:: RECORDS TO USE ::

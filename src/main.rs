use anyhow::{Context, Result};
use clap::{Parser, Subcommand};
use std::path::PathBuf;
use tracing_subscriber::{layer::SubscriberExt, util::SubscriberInitExt};

use medscrape::config::Config;
use medscrape::storage::OutputFormat;

mod commands;

#[derive(Parser)]
#[command(
    name = "medscrape",
    version,
    about = "Crawl a medical-condition index and extract one record per condition page",
    long_about = None
)]
struct Cli {
    #[command(subcommand)]
    command: Commands,

    /// Configuration file (TOML); environment variables are used otherwise
    #[arg(short, long, global = true)]
    config: Option<PathBuf>,

    /// Enable verbose logging
    #[arg(short, long, global = true)]
    verbose: bool,

    /// Log format (text, json); defaults to the configured format
    #[arg(long, global = true)]
    log_format: Option<String>,
}

#[derive(Subcommand)]
enum Commands {
    /// Crawl every condition page and save the corpus
    Crawl {
        /// Index page listing the conditions
        #[arg(long)]
        index_url: Option<String>,

        /// Output file path
        #[arg(short, long)]
        output: Option<PathBuf>,

        /// Output format (json, csv)
        #[arg(short, long)]
        format: Option<OutputFormat>,

        /// Process at most this many condition pages
        #[arg(short, long)]
        limit: Option<usize>,
    },

    /// Fetch one condition page and print its record as JSON
    Extract {
        /// Condition page URL
        url: String,
    },

    /// Print the condition pages listed on the index
    Discover {
        /// Index page listing the conditions
        #[arg(long)]
        index_url: Option<String>,
    },
}

#[tokio::main]
async fn main() -> Result<()> {
    let cli = Cli::parse();

    let mut config = load_config(cli.config.as_deref())?;

    if let Some(log_format) = cli.log_format.clone() {
        config.logging.format = log_format;
    }
    setup_tracing(&config.logging.format, &config.logging.level, cli.verbose)?;

    match cli.command {
        Commands::Crawl {
            index_url,
            output,
            format,
            limit,
        } => {
            if let Some(index_url) = index_url {
                config.crawler.index_url = index_url;
            }
            if let Some(output) = output {
                config.output.path = output;
            }
            if let Some(format) = format {
                config.output.format = format;
            }
            if limit.is_some() {
                config.crawler.limit = limit;
            }
            config.validate().context("Invalid configuration")?;
            commands::crawl(config).await?;
        }
        Commands::Extract { url } => {
            config.validate().context("Invalid configuration")?;
            commands::extract(config, url).await?;
        }
        Commands::Discover { index_url } => {
            if let Some(index_url) = index_url {
                config.crawler.index_url = index_url;
            }
            config.validate().context("Invalid configuration")?;
            commands::discover(config).await?;
        }
    }

    Ok(())
}

fn load_config(path: Option<&std::path::Path>) -> Result<Config> {
    match path {
        Some(path) => Config::from_file(path)
            .with_context(|| format!("Failed to load config from {}", path.display())),
        None => Config::from_env().context("Failed to load config from environment"),
    }
}

fn setup_tracing(format: &str, level: &str, verbose: bool) -> Result<()> {
    let env_filter = if verbose {
        tracing_subscriber::EnvFilter::new("medscrape=debug,info")
    } else {
        tracing_subscriber::EnvFilter::try_from_default_env()
            .or_else(|_| tracing_subscriber::EnvFilter::try_new(format!("medscrape={level},warn")))
            .context("Invalid log level")?
    };

    match format {
        "json" => {
            tracing_subscriber::registry()
                .with(env_filter)
                .with(tracing_subscriber::fmt::layer().json())
                .init();
        }
        "text" => {
            tracing_subscriber::registry()
                .with(env_filter)
                .with(tracing_subscriber::fmt::layer().pretty())
                .init();
        }
        other => anyhow::bail!("Unknown log format '{other}' (expected text or json)"),
    }

    Ok(())
}
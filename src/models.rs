//! Core data structures: condition records, the corpus and crawl statistics

use chrono::{DateTime, Utc};
use serde::ser::{SerializeMap, Serializer};
use serde::Serialize;
use std::collections::BTreeSet;

use crate::parser::keys::{KeyRegistry, CONDITION_KEY, URL_KEY};

/// One extracted condition page.
///
/// Always carries `condition` and `url`; every other entry is a heading key
/// mapped to the text found under that heading, kept in document order.
/// Keys are unique within the record.
#[derive(Debug, Clone, PartialEq, Eq)]
pub struct ConditionRecord {
    condition: String,
    url: String,
    fields: Vec<(String, String)>,
    keys: KeyRegistry,
}

impl ConditionRecord {
    /// Create a record holding only the reserved fields
    pub fn new(condition: impl Into<String>, url: impl Into<String>) -> Self {
        Self {
            condition: condition.into(),
            url: url.into(),
            fields: Vec::new(),
            keys: KeyRegistry::new(),
        }
    }

    /// Append a field, suffixing the key if it is already taken.
    ///
    /// Returns the key the value was stored under. Existing entries,
    /// including `condition` and `url`, are never overwritten.
    pub fn insert_field(&mut self, key: &str, value: impl Into<String>) -> String {
        let key = self.keys.reserve(key);
        self.fields.push((key.clone(), value.into()));
        key
    }

    pub fn condition(&self) -> &str {
        &self.condition
    }

    pub fn url(&self) -> &str {
        &self.url
    }

    /// Extracted fields in document order, without the reserved pair
    pub fn fields(&self) -> &[(String, String)] {
        &self.fields
    }

    /// Look up any field by key, reserved ones included
    pub fn get(&self, key: &str) -> Option<&str> {
        match key {
            CONDITION_KEY => Some(&self.condition),
            URL_KEY => Some(&self.url),
            _ => self
                .fields
                .iter()
                .find(|(k, _)| k == key)
                .map(|(_, v)| v.as_str()),
        }
    }

    /// All keys in output order
    pub fn keys(&self) -> impl Iterator<Item = &str> {
        [CONDITION_KEY, URL_KEY]
            .into_iter()
            .chain(self.fields.iter().map(|(k, _)| k.as_str()))
    }

    /// Number of entries, reserved ones included
    pub fn len(&self) -> usize {
        self.fields.len() + 2
    }

    /// A record is never empty; it always holds `condition` and `url`
    pub fn is_empty(&self) -> bool {
        false
    }
}

impl Serialize for ConditionRecord {
    fn serialize<S: Serializer>(&self, serializer: S) -> Result<S::Ok, S::Error> {
        let mut map = serializer.serialize_map(Some(self.len()))?;
        map.serialize_entry(CONDITION_KEY, &self.condition)?;
        map.serialize_entry(URL_KEY, &self.url)?;
        for (key, value) in &self.fields {
            map.serialize_entry(key, value)?;
        }
        map.end()
    }
}

/// Crawl statistics
#[derive(Debug, Clone, Serialize)]
pub struct CrawlStats {
    /// URLs found on the index page
    pub discovered: usize,
    /// Detail pages requested
    pub attempted: usize,
    /// Records extracted
    pub succeeded: usize,
    /// Detail pages that failed to fetch
    pub failed: usize,
    pub started_at: DateTime<Utc>,
    pub finished_at: Option<DateTime<Utc>>,
}

impl CrawlStats {
    pub fn new(discovered: usize) -> Self {
        Self {
            discovered,
            attempted: 0,
            succeeded: 0,
            failed: 0,
            started_at: Utc::now(),
            finished_at: None,
        }
    }

    /// Calculate error rate as percentage
    pub fn error_rate(&self) -> f64 {
        if self.attempted == 0 {
            0.0
        } else {
            (self.failed as f64 / self.attempted as f64) * 100.0
        }
    }

    pub fn duration_secs(&self) -> i64 {
        self.finished_at
            .map(|end| (end - self.started_at).num_seconds())
            .unwrap_or(0)
    }
}

/// Ordered, append-only collection of records from one run
#[derive(Debug, Clone, Serialize)]
pub struct Corpus {
    records: Vec<ConditionRecord>,
    stats: CrawlStats,
}

impl Corpus {
    pub fn new(discovered: usize) -> Self {
        Self {
            records: Vec::new(),
            stats: CrawlStats::new(discovered),
        }
    }

    /// Append a successfully extracted record
    pub fn push(&mut self, record: ConditionRecord) {
        self.stats.attempted += 1;
        self.stats.succeeded += 1;
        self.records.push(record);
    }

    /// Count a detail page that yielded no record
    pub fn record_failure(&mut self) {
        self.stats.attempted += 1;
        self.stats.failed += 1;
    }

    /// Stamp the finish time
    pub fn finish(&mut self) {
        self.stats.finished_at = Some(Utc::now());
    }

    pub fn records(&self) -> &[ConditionRecord] {
        &self.records
    }

    pub fn into_records(self) -> Vec<ConditionRecord> {
        self.records
    }

    pub fn stats(&self) -> &CrawlStats {
        &self.stats
    }

    pub fn len(&self) -> usize {
        self.records.len()
    }

    pub fn is_empty(&self) -> bool {
        self.records.is_empty()
    }

    /// Union of keys across all records for tabular output.
    ///
    /// `condition` and `url` come first, the rest in alphabetical order.
    pub fn columns(&self) -> Vec<String> {
        let others: BTreeSet<&str> = self
            .records
            .iter()
            .flat_map(|r| r.fields().iter().map(|(k, _)| k.as_str()))
            .collect();

        [CONDITION_KEY, URL_KEY]
            .into_iter()
            .chain(others)
            .map(String::from)
            .collect()
    }
}
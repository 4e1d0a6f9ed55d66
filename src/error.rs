//! Unified error handling for the medscrape crate
//!
//! - [`ErrorCategory`] - Classification of errors for handling strategies
//! - [`Error`] - Unified error enum wrapping all domain-specific errors
//!
//! Library code returns the domain errors ([`FetchError`], [`CrawlerError`]);
//! [`Error`] is what crosses module boundaries such as configuration loading
//! and corpus export.

use std::io;
use thiserror::Error;

pub use crate::utils::error::{CrawlerError, FetchError};

/// Classification of errors for handling strategies
#[derive(Debug, Clone, Copy, PartialEq, Eq, Hash)]
pub enum ErrorCategory {
    /// Network-related errors (HTTP, timeout, bad status)
    Network,
    /// Run outcomes with nothing to persist
    Crawl,
    /// Storage and I/O errors
    Storage,
    /// Configuration and validation errors
    Config,
    /// Other/unknown errors
    Other,
}

impl std::fmt::Display for ErrorCategory {
    fn fmt(&self, f: &mut std::fmt::Formatter<'_>) -> std::fmt::Result {
        match self {
            ErrorCategory::Network => write!(f, "network"),
            ErrorCategory::Crawl => write!(f, "crawl"),
            ErrorCategory::Storage => write!(f, "storage"),
            ErrorCategory::Config => write!(f, "config"),
            ErrorCategory::Other => write!(f, "other"),
        }
    }
}

/// Unified error type for the medscrape crate
#[derive(Error, Debug)]
pub enum Error {
    /// Run-level crawler errors
    #[error("Crawler error: {0}")]
    Crawler(#[from] CrawlerError),

    /// Fetch-specific errors
    #[error("Fetch error: {0}")]
    Fetch(#[from] FetchError),

    /// I/O errors
    #[error("I/O error: {0}")]
    Io(#[from] io::Error),

    /// JSON serialization errors
    #[error("JSON error: {0}")]
    Json(#[from] serde_json::Error),

    /// TOML configuration parse errors
    #[error("TOML error: {0}")]
    Toml(#[from] toml::de::Error),

    /// Configuration errors
    #[error("Config error: {0}")]
    Config(String),
}

impl Error {
    /// Create a configuration error
    pub fn config(msg: impl Into<String>) -> Self {
        Self::Config(msg.into())
    }

    /// Check if this error is recoverable by running again later
    #[must_use]
    pub fn is_recoverable(&self) -> bool {
        match self {
            Self::Crawler(CrawlerError::IndexUnavailable(e)) | Self::Fetch(e) => {
                e.is_recoverable()
            }
            Self::Crawler(_) => false,
            Self::Io(_) => true,
            Self::Json(_) | Self::Toml(_) | Self::Config(_) => false,
        }
    }

    /// Get the error category for handling strategies
    #[must_use]
    pub fn category(&self) -> ErrorCategory {
        match self {
            Self::Crawler(CrawlerError::IndexUnavailable(_)) | Self::Fetch(_) => {
                ErrorCategory::Network
            }
            Self::Crawler(_) => ErrorCategory::Crawl,
            Self::Io(_) | Self::Json(_) => ErrorCategory::Storage,
            Self::Toml(_) | Self::Config(_) => ErrorCategory::Config,
        }
    }
}

/// Result type alias using the unified Error type
pub type Result<T> = std::result::Result<T, Error>;
//! Crawling: transport, frontier discovery and the sequential run loop
//!
//! - [`fetcher`] - `PageFetcher` trait and the reqwest-backed `HttpFetcher`
//! - [`headers`] - browser-like request headers
//! - [`identity`] - per-request User-Agent selection
//! - [`pacing`] - polite delay between requests
//! - [`frontier`] - detail-page discovery from the index page
//! - [`aggregator`] - the crawl driver producing a [`Corpus`]
//!
//! [`Corpus`]: crate::models::Corpus

pub mod aggregator;
pub mod fetcher;
pub mod frontier;
pub mod headers;
pub mod identity;
pub mod pacing;

pub use aggregator::CorpusAggregator;
pub use fetcher::{HttpFetcher, PageFetcher};
pub use frontier::FrontierDiscoverer;
pub use identity::{FixedIdentity, IdentitySource, RotatingIdentity};
pub use pacing::{FixedPacer, Pacer, RandomPacer};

:::

If a line in the data above includes the string "entries", copy it.

RESPONSE TO THIS EXERCISE:
    /// Returns the key the value was stored under. Existing entries,
    /// Number of entries, reserved ones included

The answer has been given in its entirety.